Exercise -
From the first line through the line containing "#[derive(Debug)]", transcribe the records exactly and include no other lines.

Data excerpts -
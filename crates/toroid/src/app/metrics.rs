use std::time::{Duration, Instant};

use crate::interaction::DispatchOutcome;

/// Per-interval loop and dispatch rates, published to the scene through
/// [`UiContext::metrics`](super::UiContext).
#[derive(Debug, Clone, Copy, Default, PartialEq)]
pub struct LoopMetricsSnapshot {
    pub fps: f32,
    pub frame_time_ms: f32,
    pub events_per_second: f32,
    /// Share of dispatched events that reached a callback, 0 when none were dispatched.
    pub delivered_ratio: f32,
    /// Release-outside and drag deliveries within the interval.
    pub redirected: u32,
    pub hitbox_count: usize,
}

#[derive(Debug)]
pub(crate) struct MetricsAccumulator {
    interval_start: Instant,
    interval: Duration,
    frames: u32,
    frame_time_sum: Duration,
    dispatched: u32,
    delivered: u32,
    redirected: u32,
}

impl MetricsAccumulator {
    pub(crate) fn new(interval: Duration) -> Self {
        Self::starting_at(Instant::now(), interval)
    }

    fn starting_at(interval_start: Instant, interval: Duration) -> Self {
        Self {
            interval_start,
            interval,
            frames: 0,
            frame_time_sum: Duration::ZERO,
            dispatched: 0,
            delivered: 0,
            redirected: 0,
        }
    }

    pub(crate) fn record_frame(&mut self, frame_dt: Duration) {
        self.frames = self.frames.saturating_add(1);
        self.frame_time_sum = self.frame_time_sum.saturating_add(frame_dt);
    }

    pub(crate) fn record_dispatch(&mut self, outcome: &DispatchOutcome) {
        self.dispatched = self.dispatched.saturating_add(1);
        if outcome.delivered {
            self.delivered = self.delivered.saturating_add(1);
        }
        if outcome.redirected_to.is_some() {
            self.redirected = self.redirected.saturating_add(1);
        }
    }

    pub(crate) fn maybe_snapshot(
        &mut self,
        now: Instant,
        hitbox_count: usize,
    ) -> Option<LoopMetricsSnapshot> {
        let elapsed = now.saturating_duration_since(self.interval_start);
        if elapsed < self.interval {
            return None;
        }

        let elapsed_seconds = elapsed.as_secs_f32().max(f32::EPSILON);
        let frame_time_ms = if self.frames == 0 {
            0.0
        } else {
            (self.frame_time_sum.as_secs_f32() / self.frames as f32) * 1000.0
        };
        let delivered_ratio = if self.dispatched == 0 {
            0.0
        } else {
            self.delivered as f32 / self.dispatched as f32
        };

        let snapshot = LoopMetricsSnapshot {
            fps: self.frames as f32 / elapsed_seconds,
            frame_time_ms,
            events_per_second: self.dispatched as f32 / elapsed_seconds,
            delivered_ratio,
            redirected: self.redirected,
            hitbox_count,
        };
        *self = Self::starting_at(now, self.interval);
        Some(snapshot)
    }
}
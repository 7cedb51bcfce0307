use std::time::{Duration, Instant};

use winit::event::{ElementState, KeyEvent, MouseButton, MouseScrollDelta, WindowEvent};
use winit::keyboard::{Key, KeyCode, PhysicalKey};

use crate::events::{buttons, EventKind, InputEvent};
use crate::geometry::Vec2;
use crate::hitbox::HitboxId;

pub const DOUBLE_CLICK_WINDOW: Duration = Duration::from_millis(400);
/// Pixels scrolled per wheel line.
pub const WHEEL_LINE_PX: f32 = 40.0;

#[derive(Debug, Clone)]
struct ClickRecord {
    target: Option<HitboxId>,
    at: Instant,
}

/// Turns raw window events into pointer and keyboard [`InputEvent`]s and
/// synthesizes clicks from press/release pairs.
#[derive(Debug, Default)]
pub struct HostInput {
    cursor: Option<Vec2>,
    buttons: u16,
    press_target: Option<Option<HitboxId>>,
    last_click: Option<ClickRecord>,
    quit_requested: bool,
    overlay_toggle_is_down: bool,
    overlay_toggle_pressed_edge: bool,
}

impl HostInput {
    pub fn new() -> Self {
        Self::default()
    }

    pub fn cursor(&self) -> Option<Vec2> {
        self.cursor
    }

    pub fn buttons(&self) -> u16 {
        self.buttons
    }

    pub fn quit_requested(&self) -> bool {
        self.quit_requested
    }

    pub fn handle_window_event(&mut self, event: &WindowEvent) -> Option<InputEvent> {
        match event {
            WindowEvent::CursorMoved { position, .. } => {
                Some(self.cursor_moved(position.x as f32, position.y as f32))
            }
            WindowEvent::CursorLeft { .. } => Some(self.cursor_left()),
            WindowEvent::MouseInput { state, button, .. } => self.mouse_input(*button, *state),
            WindowEvent::MouseWheel { delta, .. } => Some(self.mouse_wheel(*delta)),
            WindowEvent::KeyboardInput { event, .. } => self.keyboard_input(event),
            _ => None,
        }
    }

    pub fn cursor_moved(&mut self, x: f32, y: f32) -> InputEvent {
        self.cursor = Some(Vec2::new(x, y));
        self.pointer_event(EventKind::MouseMove)
    }

    pub fn cursor_left(&mut self) -> InputEvent {
        self.cursor = None;
        self.pointer_event(EventKind::MouseOut)
    }

    pub fn mouse_input(&mut self, button: MouseButton, state: ElementState) -> Option<InputEvent> {
        let bit = button_bit(button)?;
        let kind = match state {
            ElementState::Pressed => {
                self.buttons |= bit;
                EventKind::MouseDown
            }
            ElementState::Released => {
                self.buttons &= !bit;
                EventKind::MouseUp
            }
        };
        Some(self.pointer_event(kind))
    }

    pub fn mouse_wheel(&mut self, delta: MouseScrollDelta) -> InputEvent {
        self.pointer_event(EventKind::Wheel)
            .with_wheel_delta(wheel_delta_px(delta))
    }

    pub fn key_input(&mut self, key: impl Into<String>, state: ElementState) -> InputEvent {
        let kind = match state {
            ElementState::Pressed => EventKind::KeyDown,
            ElementState::Released => EventKind::KeyUp,
        };
        InputEvent::key(kind, key).with_buttons(self.buttons)
    }

    fn keyboard_input(&mut self, key_event: &KeyEvent) -> Option<InputEvent> {
        self.handle_overlay_toggle_key_state(is_overlay_toggle_key(key_event), key_event.state);
        if is_quit_key(key_event) {
            if key_event.state == ElementState::Pressed {
                self.quit_requested = true;
            }
            return None;
        }
        if is_overlay_toggle_key(key_event) {
            return None;
        }
        let name = key_name(&key_event.logical_key, key_event.physical_key);
        Some(self.key_input(name, key_event.state))
    }

    fn handle_overlay_toggle_key_state(&mut self, is_toggle_key: bool, state: ElementState) {
        if !is_toggle_key {
            return;
        }
        match state {
            ElementState::Pressed => {
                if !self.overlay_toggle_is_down {
                    self.overlay_toggle_pressed_edge = true;
                }
                self.overlay_toggle_is_down = true;
            }
            ElementState::Released => self.overlay_toggle_is_down = false,
        }
    }

    pub fn take_overlay_toggle_pressed(&mut self) -> bool {
        let was_pressed = self.overlay_toggle_pressed_edge;
        self.overlay_toggle_pressed_edge = false;
        was_pressed
    }

    /// Events synthesized after `event` was dispatched. `target` is the record
    /// under the pointer when `event` happened (`None` for bare surface).
    /// Only the primary button produces clicks.
    pub fn follow_ups(
        &mut self,
        event: &InputEvent,
        target: Option<HitboxId>,
        now: Instant,
    ) -> Vec<InputEvent> {
        match event.kind {
            EventKind::MouseDown if event.buttons & buttons::PRIMARY != 0 => {
                if self.press_target.is_none() {
                    self.press_target = Some(target);
                }
                Vec::new()
            }
            EventKind::MouseUp if event.buttons & buttons::PRIMARY == 0 => {
                let Some(pressed_on) = self.press_target.take() else {
                    return Vec::new();
                };
                if pressed_on != target {
                    return Vec::new();
                }
                let mut synthesized = vec![event.retarget(EventKind::Click)];
                let is_double = self.last_click.as_ref().is_some_and(|last| {
                    last.target == target
                        && now.saturating_duration_since(last.at) <= DOUBLE_CLICK_WINDOW
                });
                if is_double {
                    synthesized.push(event.retarget(EventKind::DoubleClick));
                    self.last_click = None;
                } else {
                    self.last_click = Some(ClickRecord { target, at: now });
                }
                synthesized
            }
            _ => Vec::new(),
        }
    }

    fn pointer_event(&self, kind: EventKind) -> InputEvent {
        let event = match self.cursor {
            Some(Vec2 { x, y }) => InputEvent::pointer(kind, x, y),
            None => InputEvent::pointer_without_offset(kind),
        };
        event.with_buttons(self.buttons)
    }
}

fn button_bit(button: MouseButton) -> Option<u16> {
    match button {
        MouseButton::Left => Some(buttons::PRIMARY),
        MouseButton::Right => Some(buttons::SECONDARY),
        MouseButton::Middle => Some(buttons::AUXILIARY),
        _ => None,
    }
}

/// Positive y scrolls content down, matching DOM `deltaY`.
fn wheel_delta_px(delta: MouseScrollDelta) -> Vec2 {
    match delta {
        MouseScrollDelta::LineDelta(x, y) => Vec2::new(-x * WHEEL_LINE_PX, -y * WHEEL_LINE_PX),
        MouseScrollDelta::PixelDelta(position) => {
            Vec2::new(-position.x as f32, -position.y as f32)
        }
    }
}

fn key_name(logical: &Key, physical: PhysicalKey) -> String {
    match logical {
        Key::Character(text) => text.to_string(),
        Key::Named(named) => format!("{named:?}"),
        _ => match physical {
            PhysicalKey::Code(code) => format!("{code:?}"),
            PhysicalKey::Unidentified(_) => "Unidentified".to_string(),
        },
    }
}

fn is_overlay_toggle_key(key_event: &KeyEvent) -> bool {
    matches!(key_event.physical_key, PhysicalKey::Code(KeyCode::F3))
}

fn is_quit_key(key_event: &KeyEvent) -> bool {
    matches!(key_event.physical_key, PhysicalKey::Code(KeyCode::Escape))
}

Solution to this exercise -
filename crates/toroid/src/app/metrics.rs
use std::time::{Duration, Instant};

use crate::interaction::DispatchOutcome;

/// Per-interval loop and dispatch rates, published to the scene through
/// [`UiContext::metrics`](super::UiContext).
#[derive(Debug, Clone, Copy, Default, PartialEq)]
pub struct LoopMetricsSnapshot {
    pub fps: f32,
    pub frame_time_ms: f32,
    pub events_per_second: f32,
    /// Share of dispatched events that reached a callback, 0 when none were dispatched.
    pub delivered_ratio: f32,
    /// Release-outside and drag deliveries within the interval.
    pub redirected: u32,
    pub hitbox_count: usize,
}

#[derive(Debug)]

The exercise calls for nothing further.